Texto curatorial

Texto curatorial

por Lilian Sais*

Canções de retorno embalam o imaginário da civilização ocidental. Século após século, muito se discute, por exemplo, a Odisseia, de Homero, que narra o retorno de Odisseu depois de finda a Guerra de Troia. Sua longa viagem de retorno, de Troia a Ítaca, sua terra natal, levou dez anos. Parece muito tempo para uma viagem de volta. Mas e se o retorno levar muito mais tempo que isso?

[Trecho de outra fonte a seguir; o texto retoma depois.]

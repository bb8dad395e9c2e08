use crate::database::{DatabaseConnection, DependOnDatabaseConnection, Transaction};
use crate::entity::{Movie, MovieDraft};
use crate::KernelError;

#[async_trait::async_trait]
pub trait MovieModifier: 'static + Sync + Send {
    type Transaction: Transaction;
    async fn create(
        &self,
        con: &mut Self::Transaction,
        movie: &MovieDraft,
    ) -> error_stack::Result<Movie, KernelError>;
    async fn update(
        &self,
        con: &mut Self::Transaction,
        movie: &Movie,
    ) -> error_stack::Result<(), KernelError>;
}

pub trait DependOnMovieModifier: 'static + Sync + Send + DependOnDatabaseConnection {
    type MovieModifier: MovieModifier<
        Transaction = <Self::DatabaseConnection as DatabaseConnection>::Transaction,
    >;
    fn movie_modifier(&self) -> &Self::MovieModifier;
}
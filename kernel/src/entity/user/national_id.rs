use serde::{Deserialize, Serialize};
use vodca::{AsRefln, Fromln};

// Kept as text: national identifiers may carry leading zeros.
#[derive(Debug, Clone, PartialEq, Eq, Hash, Fromln, AsRefln, Serialize, Deserialize)]
pub struct UserNationalId(String);

impl UserNationalId {
    pub fn new(id: impl Into<String>) -> Self {
        Self(id.into())
    }
}
use crate::KernelError;

#[async_trait::async_trait]
pub trait DatabaseConnection: 'static + Sync + Send {
    type Transaction: Transaction;
    async fn transact(&self) -> error_stack::Result<Self::Transaction, KernelError>;
}

pub trait DependOnDatabaseConnection: 'static + Sync + Send {
    type DatabaseConnection: DatabaseConnection;
    fn database_connection(&self) -> &Self::DatabaseConnection;
}

/// Unit of work handed to every query and modifier.
///
/// Dropping a transaction without calling [`Transaction::commit`] must discard its changes.
#[async_trait::async_trait]
pub trait Transaction: 'static + Sync + Send {
    async fn commit(self) -> error_stack::Result<(), KernelError>;
    async fn roll_back(self) -> error_stack::Result<(), KernelError>;
}
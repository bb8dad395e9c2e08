use error_stack::Report;

use kernel::interface::query::MovieQuery;
use kernel::interface::update::MovieModifier;
use kernel::prelude::entity::{AdultsOnly, Movie, MovieDraft, MovieId, MovieName, RentalId};
use kernel::KernelError;

use super::{next_id, MemoryTransaction};

pub struct MemoryMovieRepository;

#[async_trait::async_trait]
impl MovieQuery for MemoryMovieRepository {
    type Transaction = MemoryTransaction;

    async fn find_all(
        &self,
        con: &mut MemoryTransaction,
    ) -> error_stack::Result<Vec<Movie>, KernelError> {
        Ok(con
            .staged
            .movies
            .values()
            .cloned()
            .map(Movie::from)
            .collect())
    }

    async fn find_by_id(
        &self,
        con: &mut MemoryTransaction,
        id: &MovieId,
    ) -> error_stack::Result<Option<Movie>, KernelError> {
        let row = con.staged.movies.get(&i32::from(*id)).cloned();
        Ok(row.map(Movie::from))
    }
}

#[async_trait::async_trait]
impl MovieModifier for MemoryMovieRepository {
    type Transaction = MemoryTransaction;

    async fn create(
        &self,
        con: &mut MemoryTransaction,
        movie: &MovieDraft,
    ) -> error_stack::Result<Movie, KernelError> {
        let id = next_id(&mut con.staged.sequences.movies, "movies")?;
        let movie = movie.clone().into_movie(MovieId::new(id));
        con.staged.movies.insert(id, MovieRow::from(&movie));
        Ok(movie)
    }

    async fn update(
        &self,
        con: &mut MemoryTransaction,
        movie: &Movie,
    ) -> error_stack::Result<(), KernelError> {
        let row = MovieRow::from(movie);
        if let Some(rental_id) = row.rental_id {
            if !con.staged.rentals.contains_key(&rental_id) {
                return Err(Report::new(KernelError::Internal)
                    .attach_printable(format!("rental {rental_id} does not exist")));
            }
        }
        let stored = con.staged.movies.get_mut(&row.id).ok_or_else(|| {
            Report::new(KernelError::Internal)
                .attach_printable(format!("movie {} does not exist", row.id))
        })?;
        *stored = row;
        Ok(())
    }
}

#[derive(Debug, Clone)]
pub(in crate::database) struct MovieRow {
    id: i32,
    name: String,
    adults_only: bool,
    rental_id: Option<i32>,
}

impl MovieRow {
    pub(in crate::database) fn is_attached_to(&self, rental_id: i32) -> bool {
        self.rental_id == Some(rental_id)
    }
}

impl From<MovieRow> for Movie {
    fn from(value: MovieRow) -> Self {
        Movie::new(
            MovieId::new(value.id),
            MovieName::new(value.name),
            AdultsOnly::new(value.adults_only),
            value.rental_id.map(RentalId::new),
        )
    }
}

impl From<&Movie> for MovieRow {
    fn from(value: &Movie) -> Self {
        Self {
            id: i32::from(*value.id()),
            name: value.name().clone().into(),
            adults_only: value.adults_only().is_restricted(),
            rental_id: value.rental_id().map(i32::from),
        }
    }
}
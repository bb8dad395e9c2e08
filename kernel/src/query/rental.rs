use crate::database::{DatabaseConnection, DependOnDatabaseConnection, Transaction};
use crate::entity::{Rental, RentalId, UserId};
use crate::KernelError;

/// Read access to rentals. Every returned [`Rental`] carries the movies currently linked to it.
#[async_trait::async_trait]
pub trait RentalQuery: 'static + Sync + Send {
    type Transaction: Transaction;
    async fn find_all(
        &self,
        con: &mut Self::Transaction,
    ) -> error_stack::Result<Vec<Rental>, KernelError>;
    async fn find_by_id(
        &self,
        con: &mut Self::Transaction,
        id: &RentalId,
    ) -> error_stack::Result<Option<Rental>, KernelError>;
    async fn find_by_user_id(
        &self,
        con: &mut Self::Transaction,
        user_id: &UserId,
    ) -> error_stack::Result<Vec<Rental>, KernelError>;
}

pub trait DependOnRentalQuery: 'static + Sync + Send + DependOnDatabaseConnection {
    type RentalQuery: RentalQuery<
        Transaction = <Self::DatabaseConnection as DatabaseConnection>::Transaction,
    >;
    fn rental_query(&self) -> &Self::RentalQuery;
}
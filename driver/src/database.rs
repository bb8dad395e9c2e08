pub use self::memory::*;

mod memory;
use serde::Serialize;
use time::OffsetDateTime;

use kernel::prelude::entity::{DestructRental, Rental};

use crate::transfer::MovieDto;

#[derive(Debug, Clone, Eq, PartialEq, Serialize)]
#[serde(rename_all = "camelCase")]
pub struct RentalDto {
    pub id: i32,
    #[serde(with = "time::serde::rfc3339")]
    pub date: OffsetDateTime,
    #[serde(with = "time::serde::rfc3339")]
    pub end_date: OffsetDateTime,
    pub user_id: i32,
    pub closed: bool,
    pub movies: Vec<MovieDto>,
}

impl From<Rental> for RentalDto {
    fn from(value: Rental) -> Self {
        let DestructRental {
            id,
            date,
            end_date,
            user_id,
            closed,
            movies,
        } = value.into_destruct();
        Self {
            id: id.into(),
            date: date.into(),
            end_date: end_date.into(),
            user_id: user_id.into(),
            closed: closed.into(),
            movies: movies.into_iter().map(MovieDto::from).collect(),
        }
    }
}

pub struct GetRentalDto {
    pub id: i32,
}

pub struct CreateRentalDto {
    pub user_id: i32,
    pub movies_id: Vec<i32>,
}

pub struct FinishRentalDto {
    pub id: i32,
}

Baleias estão entre os seres mais enigmáticos e fascinantes – e, para alguns, aterrorizantes – de que temos notícia. Elas foram praticamente reinventadas pela evolução. Há mais de 40 milhões de anos, tinham quatro patas e andavam sobre a terra. Seja pelo tamanho ou pela inteligência, são seres sem paralelos. As baleias são superlativas. Trazem em si mundos que nos são inacessíveis e perguntas que ultrapassam a nossa existência. Elas são o Outro. 

Nas obras de Olívia Viana, encontramos o outro lado da moeda, o momento em que todo o poder de uma baleia parece ser automaticamente retirado de si: quando, milhões de anos depois, elas perdem o caminho de ida ou de volta em suas rotas migratórias e cumprem o retorno ao ponto de partida ancestral, a superfície da Terra. 

Nesse caso, cumprir o retorno é perder o retorno. Hoje em dia, livre de patas, poucas coisas representam tão bem a impotência como uma baleia encalhada. Impotente a baleia, diante da terra. Se muito grande, a sua própria imensidão pode aniquilá-la, a força da gravidade fazendo com que o peso da baleia esmague seus órgãos. O sol queimando a sua superfície, que não é adequada para ficar exposta. Aquele ser enigmático e fascinante virando, pouco a pouco, uma massa sem forma. 

No entanto, cabe lembrar que as baleias não estão sozinhas nessas telas. Estão rodeadas por nós, seres humanos – e impotentes nós, diante da baleia. Uma baleia? Uma carcaça? Uma urgência. Quanto maior a baleia, maior o desafio. Salvá-la? Matá-la? Removê-la? Como, e a que custo? O que fazer quando os mistérios do fundo do mar ancoram na sua praia, ao lado da sua casa? Qual a ação a ser empreendida? 

A impotência humana diante de uma baleia encalhada não difere muito da impotência humana diante da morte. Artista é quem silencia para ouvir o mistério que há nas coisas. É isso que Olívia parece fazer. Quando vivemos um momento extremo, do retorno impossível, Olívia une vozes, da inteireza do impossível ao paradoxo estendido na areia, e nos convida a compor um coro suspenso na superfície do espanto. 

 

*Lilian Sais é poeta, ficcionista, roteirista e produtora de podcasts.